**Task goal:** Which of the lines in the data below contain the string "Point"? Copy each of them.

══ Recorded information

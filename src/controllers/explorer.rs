use std::error::Error;
use std::fmt;

use crate::core::actions::render_frame::frame_config::FrameConfig;
use crate::core::actions::render_frame::render_frame::{
    RenderError, render_geometry, render_plane, render_plane_rayon,
};
use crate::core::data::pixel_sample::PixelSample;
use crate::core::data::point::Point;
use crate::core::data::primitive::Primitive;
use crate::core::data::screen::Screen;
use crate::core::data::view_rect::ViewRectError;
use crate::core::data::viewport::Viewport;
use crate::core::data::zoom_box::ZoomBox;
use crate::core::data::zoom_stack::ZoomStack;
use crate::core::fractals::fractal_kinds::FractalKind;
use crate::core::fractals::geometry::MIN_DEPTH;
use crate::core::fractals::geometry::errors::{GeometryError, validate_depth};
use crate::core::fractals::julia::presets::JuliaPreset;
use crate::core::fractals::newton::algorithm::{
    DEFAULT_DEGREE, MAX_SELECTABLE_DEGREE, MIN_SELECTABLE_DEGREE,
};
use crate::core::fractals::plane_fractal::PlaneFractalKind;
use crate::core::util::compute_zoom_rect::ZoomError;

#[derive(Debug, Clone, PartialEq)]
pub enum ExplorerError {
    View(ViewRectError),
    Zoom(ZoomError),
    Render(RenderError),
    Depth(GeometryError),
    DegreeOutOfRange { degree: u32 },
    ZeroMaxIterations,
    NotZoomable { kind: FractalKind },
    OutsideScreen { pixel: Point },
}

impl fmt::Display for ExplorerError {
    fn fmt(&self, f: &mut fmt::Formatter<'_>) -> fmt::Result {
        match self {
            Self::View(err) => write!(f, "{}", err),
            Self::Zoom(err) => write!(f, "{}", err),
            Self::Render(err) => write!(f, "{}", err),
            Self::Depth(err) => write!(f, "{}", err),
            Self::DegreeOutOfRange { degree } => write!(
                f,
                "Newton degree {} outside {}..={}",
                degree, MIN_SELECTABLE_DEGREE, MAX_SELECTABLE_DEGREE
            ),
            Self::ZeroMaxIterations => {
                write!(f, "Maximum iterations must be greater than zero")
            }
            Self::NotZoomable { kind } => write!(f, "{} cannot be zoomed", kind),
            Self::OutsideScreen { pixel } => {
                write!(f, "window pixel x:{}, y:{} is off screen", pixel.x, pixel.y)
            }
        }
    }
}

impl Error for ExplorerError {
    fn source(&self) -> Option<&(dyn Error + 'static)> {
        match self {
            Self::View(err) => Some(err),
            Self::Zoom(err) => Some(err),
            Self::Render(err) => Some(err),
            Self::Depth(err) => Some(err),
            Self::DegreeOutOfRange { .. }
            | Self::ZeroMaxIterations
            | Self::NotZoomable { .. }
            | Self::OutsideScreen { .. } => None,
        }
    }
}

impl From<ViewRectError> for ExplorerError {
    fn from(err: ViewRectError) -> Self {
        Self::View(err)
    }
}

impl From<ZoomError> for ExplorerError {
    fn from(err: ZoomError) -> Self {
        Self::Zoom(err)
    }
}

impl From<RenderError> for ExplorerError {
    fn from(err: RenderError) -> Self {
        Self::Render(err)
    }
}

impl From<GeometryError> for ExplorerError {
    fn from(err: GeometryError) -> Self {
        Self::Depth(err)
    }
}

/// Output of one render: coloured pixels or screen-space shapes.
#[derive(Debug, Clone, PartialEq)]
pub enum Frame {
    Pixels(Vec<PixelSample>),
    Primitives(Vec<Primitive>),
}

/// Interactive state for browsing the fractal catalogue.
///
/// Plane fractals carry a view with zoom history; geometric figures carry a
/// recursion depth. Switching fractal restores that fractal's defaults.
#[derive(Debug, Clone)]
pub struct Explorer {
    kind: FractalKind,
    viewport: Viewport,
    history: ZoomStack,
    zoom_box: ZoomBox,
    julia_preset: JuliaPreset,
    newton_degree: u32,
    depth: u32,
    max_iterations: u32,
    parallel: bool,
}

════

**Exercise solution:**
use crate::core::data::point::Point;
    OutsideScreen { pixel: Point },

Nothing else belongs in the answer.